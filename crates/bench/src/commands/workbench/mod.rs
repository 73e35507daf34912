//! Workbench lifecycle: `nonexistent -> active <-> inactive -> deleted`.
//!
//! Every command validates first and mutates afterwards. Mutations that span
//! several repositories are not rolled back if a later repository fails.

use std::path::PathBuf;

use anyhow::Result;

use crate::config::{AppContext, BenchPaths};
use crate::errors::BenchError;
use crate::mode::Mode;
use crate::store::{BaseConfig, SourceRepo, WorkbenchConfig, WorkbenchEntry, load_yaml};
use crate::utils::error_messages;
use crate::utils::git::{add_worktree, list_local_branches};
use crate::utils::validation::{ensure_repo_dir, missing_branch};
use crate::utils::log::t;
use crate::{log_info, log_success};

pub mod activate;
pub mod create;
pub mod delete;
pub mod list;
pub mod push;
pub mod retire;
pub mod update;

pub(crate) fn find_entry<'a>(base: &'a BaseConfig, name: &str) -> Result<&'a WorkbenchEntry> {
  base.workbench(name).ok_or_else(|| {
    BenchError::validation(error_messages::workbench_not_found(
      name,
      &base.workbench_names(),
    ))
    .into()
  })
}

/// Workbench name for commands that accept `[name]` from ROOT and infer it
/// from the cwd in WORKBENCH mode.
pub(crate) fn target_name(ctx: &AppContext, name: Option<&str>) -> Result<String> {
  match (ctx.runtime.mode, name) {
    (Mode::Workbench, Some(_)) => Err(
      BenchError::validation(
        "Do not provide a workbench name when running from a workbench directory.",
      )
      .into(),
    ),
    (Mode::Workbench, None) => Ok(ctx.runtime.workbench_name()),
    (_, Some(name)) => Ok(name.to_string()),
    (_, None) => Err(
      BenchError::validation("A workbench name is required when running from the project root.")
        .into(),
    ),
  }
}

pub(crate) fn load_workbench_config(paths: &BenchPaths, name: &str) -> Result<WorkbenchConfig> {
  load_yaml(&paths.workbench_config_path(name))
}

/// A worktree to add once every repository has been checked.
#[derive(Debug, Clone)]
pub(crate) struct WorktreePlan {
  pub repo: SourceRepo,
  /// `None` checks out the existing branch; otherwise branch from here.
  pub start_point: Option<String>,
}

/// Check every repository and decide how its worktree on `branch` gets
/// created. Runs before anything is written so a bad repo leaves no trace.
pub(crate) fn plan_worktrees(
  paths: &BenchPaths,
  branch: &str,
  repos: &[SourceRepo],
) -> Result<Vec<WorktreePlan>> {
  repos
    .iter()
    .map(|repo| -> Result<WorktreePlan> {
      let main_repo = ensure_repo_dir(paths.root(), &repo.dir)?;
      let branches = list_local_branches(&main_repo)?;
      let start_point = if branches.iter().any(|b| b == branch) {
        None
      } else if branches.contains(&repo.source_branch) {
        Some(repo.source_branch.clone())
      } else {
        return Err(missing_branch(repo, &branches).into());
      };
      Ok(WorktreePlan {
        repo: repo.clone(),
        start_point,
      })
    })
    .collect()
}

/// Create `workbench/<name>/repo/<dir>` on `branch` as planned.
pub(crate) fn add_repo_worktree(
  paths: &BenchPaths,
  name: &str,
  branch: &str,
  plan: &WorktreePlan,
) -> Result<PathBuf> {
  let main_repo = paths.repo_dir(&plan.repo.dir);
  let worktree = paths.worktree_dir(name, &plan.repo.dir);
  log::debug!(
    "adding worktree {} on {branch} (start point {:?})",
    worktree.display(),
    plan.start_point
  );
  add_worktree(&main_repo, &worktree, branch, plan.start_point.as_deref())?;
  Ok(worktree)
}

pub(crate) fn print_summary(verb: &str, config: &WorkbenchConfig, worktrees: &[(String, PathBuf)]) {
  log_success!("Workbench \"{}\" {} successfully", config.name, verb);
  log_info!("  Source: {}", t::name(&config.source));
  log_info!("  Git branch: {}", t::branch(&config.git_branch));
  if worktrees.is_empty() {
    return;
  }
  log_info!("  Repositories:");
  for (dir, path) in worktrees {
    log_info!("    {} -> {}", dir, t::path(path.display()));
  }
}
______________________________
• [Task to carry out]
Start at the first line of the entries above. Set down each line exactly through the one with "use anyhow::Result;", and stop there.

• [Exercise response]
filename crates/bench/src/commands/workbench/mod.rs
repository 73e35507daf34912
//! Workbench lifecycle: `nonexistent -> active <-> inactive -> deleted`.
//!
//! Every command validates first and mutates afterwards. Mutations that span
//! several repositories are not rolled back if a later repository fails.

use std::path::PathBuf;

use anyhow::Result;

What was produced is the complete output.